Pagina:Marino, Giambattista – Adone, Vol. II, 1977 – BEIC 1871053.djvu/588


279.Da tai nemici combattuto il mare
con tumido bollor rauco stridendo
mar piú non giá, ma diventato pare
di caligini e d’urli Inferno orrendo.
È nero il ciel, ma fiammeggianti e chiare
le saette ch’ognor scendon cadendo
fanno per l’aria piú che pece bruna
de le stelle l’ufficio, e de la Luna.

280.Nubi di foco gravide e di gelo
portate a forza da feroci venti
scoppiando partoriscono dal cielo
lampi sanguigni, e fulmini serpenti,
e mandan giú dal tenebroso velo
un diluvio di laghi e di torrenti.
Aver sembra ogni nube ed ogni nembo
i fiumi no, ma tutti i mari in grembo.

281.Per lo stretto canal, che ’n sí gran zuffa,
incapace di sé, si frange e freme,
va brancolando, e si contorce e sbuffa
il nuotator, ch’ai cominciar non teme.
In se stesso si libra, indi s’attuffa,
e le braccia e le gambe agita insieme.
L’acque batte e ribatte, e da la faccia
col soffio e con la man lunge le scaccia.

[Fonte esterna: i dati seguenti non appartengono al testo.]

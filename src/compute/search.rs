//! Concurrent draft search.
//!
//! [`SearchEngine`] runs N independent workers on a dedicated thread pool.
//! Each worker draws a draft, scores it, and offers the score to the shared
//! [`ParetoFrontier`]. Accepted scores go through the bounded result queue to
//! a single consumer thread; the accepted draft table itself is written by
//! the worker through the [`DraftSink`].

use std::any::Any;
use std::panic::{self, AssertUnwindSafe};
use std::sync::atomic::{AtomicBool, AtomicU64, Ordering};
use std::sync::{Arc, Mutex, PoisonError};
use std::thread;
use std::time::{Duration, Instant};

use rayon::ThreadPoolBuilder;

use crate::schema::{
    CandidateScore, ConfigError, SearchConfig, SearchProgress, SearchResult, SearchStats,
    StopReason,
};

use super::SearchError;
use super::aggregate::aggregate_score;
use super::frontier::ParetoFrontier;
use super::generator::DraftGenerator;
use super::pipeline::{BoundedQueue, PipelineOutcome, ResultPipeline};
use super::stats::StatExtractor;
use super::storage::{DraftSink, ResultStore};

/// Shared run counters, updated lock-free by workers and the consumer.
#[derive(Debug, Default)]
pub struct SearchCounters {
    pub evaluated: AtomicU64,
    pub empty_candidates: AtomicU64,
    pub dominated: AtomicU64,
    pub lost_races: AtomicU64,
    pub accepted: AtomicU64,
    pub persisted: AtomicU64,
    pub sink_failures: AtomicU64,
    pub worker_failures: AtomicU64,
}

impl SearchCounters {
    fn to_stats(&self, elapsed_seconds: f64, stop_reason: StopReason) -> SearchStats {
        let get = |c: &AtomicU64| c.load(Ordering::Relaxed);
        SearchStats {
            evaluated: get(&self.evaluated),
            empty_candidates: get(&self.empty_candidates),
            dominated: get(&self.dominated),
            lost_races: get(&self.lost_races),
            accepted: get(&self.accepted),
            persisted: get(&self.persisted),
            sink_failures: get(&self.sink_failures),
            worker_failures: get(&self.worker_failures),
            elapsed_seconds,
            stop_reason,
        }
    }
}

/// How a single worker loop ended.
#[derive(Debug, Clone, PartialEq, Eq)]
pub enum WorkerExit {
    /// The generator ran dry.
    Exhausted,
    /// The shared cancel flag was raised.
    Cancelled,
    /// An unexpected error or panic.
    Failed(String),
}

/// Search engine that owns the frontier and coordinates the workers.
pub struct SearchEngine<G, X, K> {
    config: SearchConfig,
    players: Vec<String>,
    generator: G,
    extractor: X,
    sink: K,
    frontier: ParetoFrontier,
    counters: SearchCounters,
    cancelled: Arc<AtomicBool>,
    stop_reason: Mutex<Option<StopReason>>,
}

impl<G, X, K> SearchEngine<G, X, K>
where
    G: DraftGenerator,
    X: StatExtractor,
    K: DraftSink,
{
    /// Validate `config` and create an engine with an empty frontier.
    pub fn new(
        config: SearchConfig,
        generator: G,
        extractor: X,
        sink: K,
    ) -> Result<Self, ConfigError> {
        config.validate()?;

        Ok(Self {
            players: config.player_ids(),
            frontier: ParetoFrontier::new(config.quality_measures),
            config,
            generator,
            extractor,
            sink,
            counters: SearchCounters::default(),
            cancelled: Arc::new(AtomicBool::new(false)),
            stop_reason: Mutex::new(None),
        })
    }

    /// Get cancellation handle.
    pub fn cancel_handle(&self) -> Arc<AtomicBool> {
        Arc::clone(&self.cancelled)
    }

    pub fn config(&self) -> &SearchConfig {
        &self.config
    }

    pub fn frontier(&self) -> &ParetoFrontier {
        &self.frontier
    }

    pub fn counters(&self) -> &SearchCounters {
        &self.counters
    }

    /// Run the search with progress callback.
    ///
    /// Blocks until every worker has stopped and the consumer has finished.
    pub fn run_with_callback<R, F>(&self, store: R, callback: F) -> SearchResult
    where
        R: ResultStore,
        F: Fn(&SearchProgress) + Sync,
    {
        let started = Instant::now();
        let deadline = self
            .config
            .time_budget_secs
            .map(|secs| started + Duration::from_secs(secs));

        log::info!(
            "Generating drafts started with following arguments:\n{}",
            self.config
        );

        let queue = BoundedQueue::new(self.config.queue_capacity);

        let (outcome, exits) = thread::scope(|scope| {
            let consumer = scope.spawn(|| self.run_consumer(&queue, store, started, &callback));

            let exits = self.run_workers(&queue, deadline);

            // No producer is left; let the consumer drain and stop.
            queue.close();
            let outcome = consumer.join().unwrap_or_else(|payload| {
                log::error!("Results writer crashed: {}", panic_message(payload.as_ref()));
                PipelineOutcome {
                    persisted: self.counters.persisted.load(Ordering::Relaxed),
                    failure: None,
                }
            });
            (outcome, exits)
        });

        let stop_reason = self.resolve_stop_reason(&outcome, &exits);
        let stats = self
            .counters
            .to_stats(started.elapsed().as_secs_f64(), stop_reason);

        log::info!(
            "Search finished ({:?}): {} evaluated, {} accepted, {} persisted, frontier size {}.",
            stats.stop_reason,
            stats.evaluated,
            stats.accepted,
            stats.persisted,
            self.frontier.len()
        );

        SearchResult {
            frontier: self.frontier.snapshot(),
            stats,
        }
    }

    /// Run the search (blocking).
    pub fn run<R: ResultStore>(&self, store: R) -> SearchResult {
        self.run_with_callback(store, |_| {})
    }

    fn run_consumer<R, F>(
        &self,
        queue: &BoundedQueue<CandidateScore>,
        store: R,
        started: Instant,
        callback: &F,
    ) -> PipelineOutcome
    where
        R: ResultStore,
        F: Fn(&SearchProgress),
    {
        let pipeline = ResultPipeline::new(
            queue,
            &self.frontier,
            &self.counters,
            &self.cancelled,
            store,
            started,
        );
        match panic::catch_unwind(AssertUnwindSafe(|| pipeline.run(callback))) {
            Ok(outcome) => outcome,
            Err(payload) => {
                let message = panic_message(payload.as_ref());
                log::error!("Results writing task failed: {message}");
                self.record_stop(StopReason::PipelineFailure(message));
                self.cancelled.store(true, Ordering::Relaxed);
                PipelineOutcome {
                    persisted: self.counters.persisted.load(Ordering::Relaxed),
                    failure: None,
                }
            }
        }
    }

    /// Run every worker to completion on a pool sized to the worker count.
    fn run_workers(
        &self,
        queue: &BoundedQueue<CandidateScore>,
        deadline: Option<Instant>,
    ) -> Vec<WorkerExit> {
        let workers = self.config.workers;
        let exits = Mutex::new(Vec::with_capacity(workers));

        let run_all = || {
            rayon::scope(|s| {
                for index in 0..workers {
                    let exits = &exits;
                    s.spawn(move |_| {
                        let exit = self.run_worker_guarded(index, queue, deadline);
                        exits
                            .lock()
                            .unwrap_or_else(PoisonError::into_inner)
                            .push(exit);
                    });
                }
            });
        };

        match ThreadPoolBuilder::new()
            .num_threads(workers)
            .thread_name(|i| format!("draft-worker-{i}"))
            .build()
        {
            Ok(pool) => pool.install(run_all),
            Err(err) => {
                log::warn!("Worker pool unavailable ({err}); using the global pool.");
                run_all();
            }
        }

        exits.into_inner().unwrap_or_else(PoisonError::into_inner)
    }

    /// Run one worker, turning errors and panics into [`WorkerExit::Failed`].
    fn run_worker_guarded(
        &self,
        index: usize,
        queue: &BoundedQueue<CandidateScore>,
        deadline: Option<Instant>,
    ) -> WorkerExit {
        log::info!("Worker {index} started.");

        let exit = match panic::catch_unwind(AssertUnwindSafe(|| {
            self.run_worker(index, queue, deadline)
        })) {
            Ok(Ok(exit)) => exit,
            Ok(Err(err)) => WorkerExit::Failed(err.to_string()),
            Err(payload) => WorkerExit::Failed(panic_message(payload.as_ref())),
        };

        match &exit {
            WorkerExit::Exhausted => log::info!("Worker {index} finished."),
            WorkerExit::Cancelled => log::warn!("Worker {index} cancelled."),
            WorkerExit::Failed(message) => {
                self.counters.worker_failures.fetch_add(1, Ordering::Relaxed);
                log::error!("Worker {index} failed: {message}");
            }
        }
        exit
    }

    /// The worker loop: draw, score, pre-filter, insert, emit, persist.
    fn run_worker(
        &self,
        index: usize,
        queue: &BoundedQueue<CandidateScore>,
        deadline: Option<Instant>,
    ) -> Result<WorkerExit, SearchError> {
        let measures = &self.config.quality_measures;
        let mut sequence = 0u64;

        loop {
            if self.should_stop(deadline) {
                return Ok(WorkerExit::Cancelled);
            }

            let Some(draft) = self
                .generator
                .next_draft(self.config.players, self.config.houses)?
            else {
                return Ok(WorkerExit::Exhausted);
            };

            let id = format!("{index}-{sequence}");
            sequence += 1;
            self.counters.evaluated.fetch_add(1, Ordering::Relaxed);

            let records = self.extractor.extract(&draft, &self.players)?;
            let score = match aggregate_score(id.as_str(), measures, &records) {
                Ok(score) => score,
                Err(SearchError::EmptyCandidate) => {
                    self.counters.empty_candidates.fetch_add(1, Ordering::Relaxed);
                    log::warn!("Candidate {id} has no player records; discarded.");
                    continue;
                }
                Err(err) => return Err(err),
            };

            if self.frontier.is_dominated(&score) {
                self.counters.dominated.fetch_add(1, Ordering::Relaxed);
                continue;
            }
            if !self.frontier.try_add(score.clone()) {
                self.counters.lost_races.fetch_add(1, Ordering::Relaxed);
                continue;
            }
            self.counters.accepted.fetch_add(1, Ordering::Relaxed);

            if queue.push(score, &self.cancelled).is_err() {
                // Accepted but never queued; allowed to be lost on shutdown.
                return Ok(WorkerExit::Cancelled);
            }

            match self.sink.persist(&id, &draft) {
                Ok(()) => log::trace!("Draft {id} saved."),
                Err(err) => {
                    self.counters.sink_failures.fetch_add(1, Ordering::Relaxed);
                    log::warn!("Draft {id} not saved: {err}");
                }
            }
        }
    }

    /// Check cancellation and the time budget.
    fn should_stop(&self, deadline: Option<Instant>) -> bool {
        if self.cancelled.load(Ordering::Relaxed) {
            return true;
        }
        if deadline.is_some_and(|d| Instant::now() >= d) {
            self.record_stop(StopReason::TimeBudget);
            self.cancelled.store(true, Ordering::Relaxed);
            return true;
        }
        false
    }

    /// Remember why the search stopped. The first reason wins.
    fn record_stop(&self, reason: StopReason) {
        let mut slot = self.stop_reason.lock().unwrap_or_else(PoisonError::into_inner);
        if slot.is_none() {
            *slot = Some(reason);
        }
    }

    fn resolve_stop_reason(&self, outcome: &PipelineOutcome, exits: &[WorkerExit]) -> StopReason {
        if let Some(err) = &outcome.failure {
            return StopReason::PipelineFailure(err.to_string());
        }
        let recorded = self
            .stop_reason
            .lock()
            .unwrap_or_else(PoisonError::into_inner)
            .clone();
        if let Some(reason) = recorded {
            return reason;
        }
        if self.cancelled.load(Ordering::Relaxed) {
            return StopReason::Cancelled;
        }
        if !exits.is_empty() && exits.iter().all(|e| matches!(e, WorkerExit::Failed(_))) {
            StopReason::WorkersFailed
        } else {
            StopReason::Exhausted
        }
    }
}

fn panic_message(payload: &(dyn Any + Send)) -> String {
    if let Some(s) = payload.downcast_ref::<&str>() {
        (*s).to_string()
    } else if let Some(s) = payload.downcast_ref::<String>() {
        s.clone()
    } else {
        "unknown panic".to_string()
    }
}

282.Serpe a lo striscio, al volo augel somiglia,
battello ai remi e corridore al morso.
Or l’ascelle agilmente a meraviglia
dilata e stende, or le ripiega al corso.
Or, sospeso l’andar, riposo piglia
e volge verso il mar supino il dorso.
Or sorge, e zappa il flutto, ed anelante
rompe la via co’ calci e con le piante.